Friday, December 15, 2006

GWB's "New Way Forward"

If you haven't yet given up all hope that the adults might prevail, read Josh Marshall's comments on GWB's Mao-like "New Way Forward"... and weep. I tell you... the magic-thinkers are in control.
If you haven't seen it yet check out the Strobel & Landay piece from McClatchy (formerly of Knight-Ridder). They've got a run-down on what we can expect from the president's 'new way forward' and going from past experience I'd figured their sources are better than anyone else's.

In very broad outlines, it's been what we've led to expect: troop surge, rejection of Baker-Hamilton proposals. But there are some nuggets in here that add to the picture -- and in ways that would be humorous if there weren't so much on the line.

Here for example ...

-A revised Iraq political strategy aimed at forging a "moderate center" of Shiite Muslim, Sunni Muslim Arab and Kurdish politicians that would bolster embattled Prime Minister Nouri al Maliki. The goal would be to marginalize radical Shiite militias and Sunni insurgents.

It's hard to disagree with this. But it's also hard to call it a strategy. Sort of like my new strategy which is to get the folks there to chill out about religion and stop blowing so much stuff up. If wishes were horses ...

Then there's this ...

More money to combat rampant unemployment among Iraqi youths and to advance reconstruction, much of it funneled to groups, areas and leaders who support Maliki and oppose the radicals.

In theory, more money for employment and reconstruction is probably a very good idea, certainly in the context of a phased withdrawal of US troops and broader political settlement. But do you trust these doofuses to spend this money? And, to be clear, I mean our doofuses in this case. I guess a ton of money will probably go to Haliburton's recently acquired Maliki Moderate Inc. Who knows.

And this ...

-Rejection of the study group's call for an urgent, broad new diplomatic initiative in the Middle East to address the Israeli-Palestinian conflict and reach out to Iran and Syria.

Instead, the administration is considering convening a conference of Iraq and neighboring countries - excluding Iran and Syria - as part of an effort to pressure the two countries to stop interfering in Iraq.

Okay, so it'll be us, "Iraq", Jordan and the Saudis holding a conference to get the Syrians and Iranians to stop messing around in Iraq. Why didn't we think of this before?

Here are some other really promising signs ...

Bush appears to have been emboldened by criticism of its proposals as defeatist by members of the Republican Party's conservative wing and their allies on the Internet, the radio and cable TV.
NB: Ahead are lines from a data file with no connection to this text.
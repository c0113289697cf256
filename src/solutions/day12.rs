use std::collections::HashMap;

use advent_framework::parsing::{parse_input_lines, parse_with_context};
use advent_framework::runner::solution_runner;
use advent_framework::{DynamicError, DynamicResult, ParseData, PartOne, PartTwo, Solution};
use checked_sum::CheckedSum;
use thiserror::Error;

use crate::arithmetic::Overflow;

#[solution_runner(
    name = "Day 12: Hot Springs",
    parsed = ConditionRecords,
    part_one = Day12,
    part_two = Day12
)]
impl super::AdventOfCode2023<12> {}

/*
Each record lists springs as operational `.`, damaged `#` or unknown `?`, then the sizes of the
contiguous groups of damaged springs in order: `???.### 1,1,3`. An arrangement picks a condition
for every unknown spring so the groups match.
*/

#[derive(Error, Debug)]
enum Day12Error {
    #[error("invalid spring condition {0:?}")]
    InvalidCondition(char),
    #[error("expected springs and group sizes separated by a space")]
    MissingGroups,
    #[error("damaged group sizes must be positive")]
    EmptyGroup,
}

#[derive(Debug, Clone, Copy, PartialEq, Eq)]
enum Spring {
    Operational,
    Damaged,
    Unknown,
}

impl Spring {
    fn symbol(self) -> char {
        match self {
            Self::Operational => '.',
            Self::Damaged => '#',
            Self::Unknown => '?',
        }
    }
}

impl TryFrom<char> for Spring {
    type Error = Day12Error;

    fn try_from(symbol: char) -> Result<Self, Self::Error> {
        match symbol {
            '.' => Ok(Self::Operational),
            '#' => Ok(Self::Damaged),
            '?' => Ok(Self::Unknown),
            other => Err(Day12Error::InvalidCondition(other)),
        }
    }
}

#[derive(Debug, Clone, PartialEq, Eq)]
struct Record {
    springs: Vec<Spring>,
    groups: Vec<usize>,
}

/// Whether a damaged group of `size` can start at the front of `springs`.
fn group_fits(springs: &[Spring], size: usize) -> bool {
    springs.len() >= size
        && springs[..size].iter().all(|&spring| spring != Spring::Operational)
        && springs.get(size) != Some(&Spring::Damaged)
}

impl Record {
    /// The record repeated five times, springs joined by an unknown spring.
    fn unfolded(&self) -> Self {
        const COPIES: usize = 5;
        let mut springs = Vec::with_capacity(self.springs.len() * COPIES + COPIES - 1);
        for copy in 0..COPIES {
            if copy > 0 {
                springs.push(Spring::Unknown);
            }
            springs.extend_from_slice(&self.springs);
        }
        Self {
            springs,
            groups: self.groups.repeat(COPIES),
        }
    }

    /// Every concrete arrangement, written with `.` and `#`.
    fn arrangements(&self) -> Vec<String> {
        fn extend(springs: &[Spring], groups: &[usize], row: &mut String, found: &mut Vec<String>) {
            let Some((&size, rest_groups)) = groups.split_first() else {
                if !springs.contains(&Spring::Damaged) {
                    let mut complete = row.clone();
                    complete.extend(std::iter::repeat_n('.', springs.len()));
                    found.push(complete);
                }
                return;
            };
            let Some(&first) = springs.first() else {
                return;
            };
            let mark = row.len();

            if first != Spring::Damaged {
                row.push('.');
                extend(&springs[1..], groups, row, found);
                row.truncate(mark);
            }
            if first != Spring::Operational && group_fits(springs, size) {
                row.extend(std::iter::repeat_n('#', size));
                let after = if springs.len() > size {
                    row.push('.');
                    &springs[size + 1..]
                } else {
                    &springs[size..]
                };
                extend(after, rest_groups, row, found);
                row.truncate(mark);
            }
        }

        let mut found = Vec::new();
        extend(&self.springs, &self.groups, &mut String::new(), &mut found);
        found
    }

    /// Number of arrangements, without building them.
    fn count_arrangements(&self) -> Option<u64> {
        ArrangementCounter::new(self).count(0, 0)
    }
}

/// Memoised arrangement count for one record, keyed by the next spring and group to place.
struct ArrangementCounter<'a> {
    record: &'a Record,
    cache: HashMap<(usize, usize), u64>,
}

impl<'a> ArrangementCounter<'a> {
    fn new(record: &'a Record) -> Self {
        Self {
            record,
            cache: HashMap::new(),
        }
    }

    fn count(&mut self, spring: usize, group: usize) -> Option<u64> {
        let record = self.record;
        let springs = record.springs.get(spring..).unwrap_or_default();
        let Some(&size) = record.groups.get(group) else {
            return Some(u64::from(!springs.contains(&Spring::Damaged)));
        };
        let Some(&first) = springs.first() else {
            return Some(0);
        };
        if let Some(&cached) = self.cache.get(&(spring, group)) {
            return Some(cached);
        }

        let mut total = 0u64;
        if first != Spring::Damaged {
            total = total.checked_add(self.count(spring + 1, group)?)?;
        }
        if first != Spring::Operational && group_fits(springs, size) {
            // the spring after a group is operational, so skip it too
            total = total.checked_add(self.count(spring + size + 1, group + 1)?)?;
        }
        self.cache.insert((spring, group), total);
        Some(total)
    }
}

impl std::str::FromStr for Record {
    type Err = DynamicError;

    fn from_str(line: &str) -> Result<Self, Self::Err> {
        let (springs, groups) = line.split_once(' ').ok_or(Day12Error::MissingGroups)?;
        let springs = springs
            .chars()
            .map(Spring::try_from)
            .collect::<Result<_, _>>()?;
        let groups = groups
            .split(',')
            .map(|size| -> DynamicResult<usize> {
                let size = parse_with_context(size.trim())?;
                if size == 0 {
                    return Err(Day12Error::EmptyGroup.into());
                }
                Ok(size)
            })
            .collect::<Result<_, _>>()?;
        Ok(Self { springs, groups })
    }
}

impl std::fmt::Display for Record {
    fn fmt(&self, f: &mut std::fmt::Formatter<'_>) -> std::fmt::Result {
        let springs: String = self.springs.iter().map(|spring| spring.symbol()).collect();
        let groups: Vec<String> = self.groups.iter().map(ToString::to_string).collect();
        write!(f, "{springs} {}", groups.join(","))
    }
}

#[derive(Debug)]
struct ConditionRecords(Vec<Record>);

impl ParseData for ConditionRecords {
    fn parse(input: &str) -> DynamicResult<Self> {
        let records = parse_input_lines(input, |_, line| line.parse::<Record>())
            .collect::<Result<_, _>>()?;
        Ok(Self(records))
    }
}

struct Day12;

impl Solution<PartOne> for Day12 {
    type Input = ConditionRecords;
    type Output = usize;

    fn solve(input: &Self::Input) -> DynamicResult<Self::Output> {
        Ok(input
            .0
            .iter()
            .map(|record| record.arrangements().len())
            .checked_sum()
            .ok_or(Overflow("sum of arrangements"))?)
    }
}

/*
For part 2 each record is unfolded five times, which makes listing arrangements far too slow.
*/

impl Solution<PartTwo> for Day12 {
    type Input = ConditionRecords;
    type Output = u64;

    fn solve(input: &Self::Input) -> DynamicResult<Self::Output> {
        let counts = input
            .0
            .iter()
            .map(|record| record.unfolded().count_arrangements())
            .collect::<Option<Vec<_>>>()
            .ok_or(Overflow("arrangement count"))?;
        Ok(counts
            .into_iter()
            .checked_sum()
            .ok_or(Overflow("sum of arrangements"))?)
    }
}

#[cfg(test)]
mod tests {
    use rstest::rstest;

    use super::*;

    const EXAMPLE_INPUT: &str = "???.### 1,1,3
.??..??...?##. 1,1,3
?#?#?#?#?#?#?#? 1,3,1,6
????.#...#... 4,1,1
????.######..#####. 1,6,5
?###???????? 3,2,1
";

    fn record(line: &str) -> Record {
        line.parse().unwrap()
    }

    #[test]
    fn part_one_solves_example() -> DynamicResult<()> {
        let records = ConditionRecords::parse(EXAMPLE_INPUT)?;
        assert_eq!(<Day12 as Solution<PartOne>>::solve(&records)?, 21);
        Ok(())
    }

    #[test]
    fn part_two_solves_example() -> DynamicResult<()> {
        let records = ConditionRecords::parse(EXAMPLE_INPUT)?;
        assert_eq!(<Day12 as Solution<PartTwo>>::solve(&records)?, 525_152);
        Ok(())
    }

    #[test]
    fn lists_concrete_arrangements() {
        assert_eq!(record("???.### 1,1,3").arrangements(), vec!["#.#.###"]);
        assert_eq!(record("....#.# 1,1").arrangements(), vec!["....#.#"]);
        assert!(record(".#..#.# 1,1,1,1").arrangements().is_empty());
        let mut found = record("????.######..#####. 1,6,5").arrangements();
        found.sort_unstable();
        assert_eq!(
            found,
            vec![
                "#....######..#####.",
                ".#...######..#####.",
                "..#..######..#####.",
                "...#.######..#####.",
            ]
        );
    }

    #[rstest]
    #[case("???.### 1,1,3", 1, 1)]
    #[case(".??..??...?##. 1,1,3", 4, 16_384)]
    #[case("?#?#?#?#?#?#?#? 1,3,1,6", 1, 1)]
    #[case("????.#...#... 4,1,1", 1, 16)]
    #[case("????.######..#####. 1,6,5", 4, 2500)]
    #[case("?###???????? 3,2,1", 10, 506_250)]
    fn counts_per_record(#[case] line: &str, #[case] folded: u64, #[case] unfolded: u64) {
        let record = record(line);
        assert_eq!(record.arrangements().len() as u64, folded);
        assert_eq!(record.count_arrangements(), Some(folded));
        assert_eq!(record.unfolded().count_arrangements(), Some(unfolded));
    }

    #[test]
    fn unfolding_joins_with_unknown() {
        assert_eq!(
            record(".# 1").unfolded().to_string(),
            ".#?.#?.#?.#?.# 1,1,1,1,1"
        );
    }

    #[test]
    fn malformed_records_are_rejected() {
        assert!(ConditionRecords::parse("??x 1").is_err());
        assert!(ConditionRecords::parse("??? 1,0").is_err());
        assert!(ConditionRecords::parse("???").is_err());
    }
}
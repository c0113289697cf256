use std::collections::{HashMap, VecDeque};

use advent_framework::parsing::parse_input_lines;
use advent_framework::runner::solution_runner;
use advent_framework::{DynamicResult, ParseData, PartOne, PartTwo, Solution};
use petgraph::Direction::{Incoming, Outgoing};
use petgraph::graph::{DiGraph, NodeIndex};
use petgraph::visit::EdgeRef;
use thiserror::Error;

use crate::arithmetic::{Overflow, checked_lcm};

#[solution_runner(
    name = "Day 20: Pulse Propagation",
    parsed = Circuit,
    part_one = Day20,
    part_two = Day20
)]
impl super::AdventOfCode2023<20> {}

/*
Modules are wired together and send low or high pulses to their outputs, like `%a -> b, c`. Pulses
are handled in the order they are sent.

- The broadcaster repeats what it receives. Pushing the button sends it a low pulse.
- A flip-flop `%` ignores high pulses. A low pulse toggles it, and it sends high when turned on and
  low when turned off.
- A conjunction `&` remembers the last pulse from each input, starting at low, and sends low only
  when it remembers high from all of them.
*/

#[derive(Error, Debug)]
enum Day20Error {
    #[error("expected a module like \"%name -> a, b\", found {0:?}")]
    InvalidModule(String),
    #[error("module {0:?} is defined more than once")]
    DuplicateModule(String),
    #[error("no broadcaster module")]
    MissingBroadcaster,
    #[error("no module named \"rx\"")]
    MissingRx,
    #[error("\"rx\" is not fed by exactly one conjunction module")]
    MissingFeeder,
    #[error("module {0:?} never sent a high pulse to the conjunction feeding \"rx\"")]
    NeverHigh(String),
}

const BROADCASTER: &str = "broadcaster";
const RX: &str = "rx";

#[derive(Debug, Clone, Copy, PartialEq, Eq)]
enum Pulse {
    Low,
    High,
}

#[derive(Debug, Clone, PartialEq, Eq)]
enum Module {
    Button,
    Broadcaster,
    FlipFlop { on: bool },
    Conjunction { memory: HashMap<NodeIndex, Pulse> },
    /// Only named as an output; receives pulses without reacting.
    Untyped,
}

impl Module {
    /// The pulse sent to every output after receiving `pulse` from `from`, if any.
    fn receive(&mut self, from: NodeIndex, pulse: Pulse) -> Option<Pulse> {
        match self {
            Self::Button | Self::Untyped => None,
            Self::Broadcaster => Some(pulse),
            Self::FlipFlop { on } => match pulse {
                Pulse::High => None,
                Pulse::Low => {
                    *on = !*on;
                    Some(if *on { Pulse::High } else { Pulse::Low })
                }
            },
            Self::Conjunction { memory } => {
                memory.insert(from, pulse);
                if memory.values().all(|&last| last == Pulse::High) {
                    Some(Pulse::Low)
                } else {
                    Some(Pulse::High)
                }
            }
        }
    }
}

#[derive(Debug)]
struct Node {
    name: String,
    module: Module,
}

/// Module wiring with every module in its initial state. Edges are weighted by where the output
/// appears in its module's list.
#[derive(Debug)]
struct Circuit {
    graph: DiGraph<Node, usize>,
    button: NodeIndex,
    broadcaster: NodeIndex,
    /// Outputs of each module in listed order, indexed by node.
    outputs: Vec<Vec<NodeIndex>>,
}

/// Module name, initial state and output names of one line.
type Declaration = (String, Module, Vec<String>);

fn parse_declaration(line: &str) -> Result<Declaration, Day20Error> {
    let invalid = || Day20Error::InvalidModule(line.to_owned());
    let (module, outputs) = line.split_once(" -> ").ok_or_else(invalid)?;
    let (name, module) = if module == BROADCASTER {
        (module, Module::Broadcaster)
    } else if let Some(name) = module.strip_prefix('%') {
        (name, Module::FlipFlop { on: false })
    } else if let Some(name) = module.strip_prefix('&') {
        (
            name,
            Module::Conjunction {
                memory: HashMap::new(),
            },
        )
    } else {
        return Err(invalid());
    };

    let outputs: Vec<&str> = outputs.split(',').map(str::trim).collect();
    let is_name = |name: &str| !name.is_empty() && name.chars().all(char::is_alphanumeric);
    if !is_name(name) || !outputs.iter().all(|output| is_name(output)) {
        return Err(invalid());
    }
    Ok((
        name.to_owned(),
        module,
        outputs.into_iter().map(str::to_owned).collect(),
    ))
}

impl ParseData for Circuit {
    fn parse(input: &str) -> DynamicResult<Self> {
        let declarations = parse_input_lines(input, |_, line| parse_declaration(line.trim()))
            .collect::<Result<Vec<_>, _>>()?;

        let mut graph = DiGraph::new();
        let mut indices: HashMap<String, NodeIndex> = HashMap::new();
        let button = graph.add_node(Node {
            name: "button".to_owned(),
            module: Module::Button,
        });
        let mut sources = Vec::with_capacity(declarations.len());
        for (name, module, _) in &declarations {
            if indices.contains_key(name) {
                return Err(Day20Error::DuplicateModule(name.clone()).into());
            }
            let index = graph.add_node(Node {
                name: name.clone(),
                module: module.clone(),
            });
            indices.insert(name.clone(), index);
            sources.push(index);
        }

        let broadcaster = *indices
            .get(BROADCASTER)
            .ok_or(Day20Error::MissingBroadcaster)?;
        graph.add_edge(button, broadcaster, 0);
        for (&from, (_, _, outputs)) in sources.iter().zip(&declarations) {
            for (order, output) in outputs.iter().enumerate() {
                let to = *indices.entry(output.clone()).or_insert_with(|| {
                    graph.add_node(Node {
                        name: output.clone(),
                        module: Module::Untyped,
                    })
                });
                graph.add_edge(from, to, order);
            }
        }

        for node in graph.node_indices() {
            let inputs: Vec<NodeIndex> = graph.neighbors_directed(node, Incoming).collect();
            if let Module::Conjunction { memory } = &mut graph[node].module {
                memory.extend(inputs.into_iter().map(|input| (input, Pulse::Low)));
            }
        }

        let outputs = graph
            .node_indices()
            .map(|node| {
                let mut edges: Vec<(usize, NodeIndex)> = graph
                    .edges_directed(node, Outgoing)
                    .map(|edge| (*edge.weight(), edge.target()))
                    .collect();
                edges.sort_unstable();
                edges.into_iter().map(|(_, target)| target).collect()
            })
            .collect();

        Ok(Self {
            graph,
            button,
            broadcaster,
            outputs,
        })
    }
}

impl Circuit {
    fn find(&self, name: &str) -> Option<NodeIndex> {
        self.graph
            .node_indices()
            .find(|&node| self.graph[node].name == name)
    }

    fn inputs(&self, node: NodeIndex) -> Vec<NodeIndex> {
        let mut inputs: Vec<NodeIndex> = self.graph.neighbors_directed(node, Incoming).collect();
        inputs.sort_unstable();
        inputs.dedup();
        inputs
    }
}

/// Module states while pushing the button, leaving the circuit itself untouched.
struct Simulation<'a> {
    circuit: &'a Circuit,
    modules: Vec<Module>,
    presses: u64,
    low: u64,
    high: u64,
}

impl<'a> Simulation<'a> {
    fn new(circuit: &'a Circuit) -> Self {
        Self {
            circuit,
            modules: circuit
                .graph
                .node_indices()
                .map(|node| circuit.graph[node].module.clone())
                .collect(),
            presses: 0,
            low: 0,
            high: 0,
        }
    }

    /// Push the button once and deliver every pulse, calling `watch` with `(from, to, pulse)`.
    fn press(&mut self, mut watch: impl FnMut(NodeIndex, NodeIndex, Pulse)) -> Result<(), Overflow> {
        self.presses = self.presses.checked_add(1).ok_or(Overflow("button presses"))?;
        let mut queue = VecDeque::from([(self.circuit.button, self.circuit.broadcaster, Pulse::Low)]);
        while let Some((from, to, pulse)) = queue.pop_front() {
            watch(from, to, pulse);
            let count = match pulse {
                Pulse::Low => &mut self.low,
                Pulse::High => &mut self.high,
            };
            *count = count.checked_add(1).ok_or(Overflow("pulse count"))?;

            let Some(sent) = self.modules[to.index()].receive(from, pulse) else {
                continue;
            };
            queue.extend(
                self.circuit.outputs[to.index()]
                    .iter()
                    .map(|&output| (to, output, sent)),
            );
        }
        Ok(())
    }
}

struct Day20;

impl Day20 {
    const PRESSES: usize = 1000;
    const PRESS_LIMIT: u64 = 1_000_000;
}

impl Solution<PartOne> for Day20 {
    type Input = Circuit;
    type Output = u64;

    fn solve(input: &Self::Input) -> DynamicResult<Self::Output> {
        let mut simulation = Simulation::new(input);
        for _ in 0..Self::PRESSES {
            simulation.press(|_, _, _| {})?;
        }
        Ok(simulation
            .low
            .checked_mul(simulation.high)
            .ok_or(Overflow("pulse product"))?)
    }
}

/*
Part 2 wants the fewest button presses until a single low pulse reaches `rx`. Simulating that takes
far too long. `rx` is fed by one conjunction, which only sends low once all of its inputs last sent
high. Each input sends high periodically, so the answer is the lowest common multiple of the press
on which each input first sends high.
*/

impl Solution<PartTwo> for Day20 {
    type Input = Circuit;
    type Output = u64;

    fn solve(input: &Self::Input) -> DynamicResult<Self::Output> {
        let rx = input.find(RX).ok_or(Day20Error::MissingRx)?;
        let feeders = input.inputs(rx);
        let &[feeder] = feeders.as_slice() else {
            return Err(Day20Error::MissingFeeder.into());
        };
        if !matches!(input.graph[feeder].module, Module::Conjunction { .. }) {
            return Err(Day20Error::MissingFeeder.into());
        }
        let inputs = input.inputs(feeder);

        let mut first_high: HashMap<NodeIndex, u64> = HashMap::new();
        let mut simulation = Simulation::new(input);
        while first_high.len() < inputs.len() {
            if simulation.presses >= Self::PRESS_LIMIT {
                let silent = inputs
                    .iter()
                    .find(|node| !first_high.contains_key(*node))
                    .map(|&node| input.graph[node].name.clone())
                    .unwrap_or_default();
                return Err(Day20Error::NeverHigh(silent).into());
            }
            let press = simulation.presses + 1;
            simulation.press(|from, to, pulse| {
                if to == feeder && pulse == Pulse::High {
                    first_high.entry(from).or_insert(press);
                }
            })?;
        }
        Ok(checked_lcm(first_high.into_values()).ok_or(Overflow("presses until rx"))?)
    }
}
That's excellent. Our C-in-C is sharp enough to get his jones from The Corner rather than the ex-diplomats and foreign policy hands. That's good stuff. Maybe we can swap out John Podhoretz for Chalabi for our approach to Syria.

And of course there's this ...

According to a senior State Department official, the president is listening closely to a former Republican secretary of state, but it isn't Baker. Henry Kissinger, a frequent White House visitor, has been to see Secretary of State Condoleezza Rice a half-dozen times, he said.

If you had to pull anybody out of formaldehyde to deal empower the denialists, who would be better?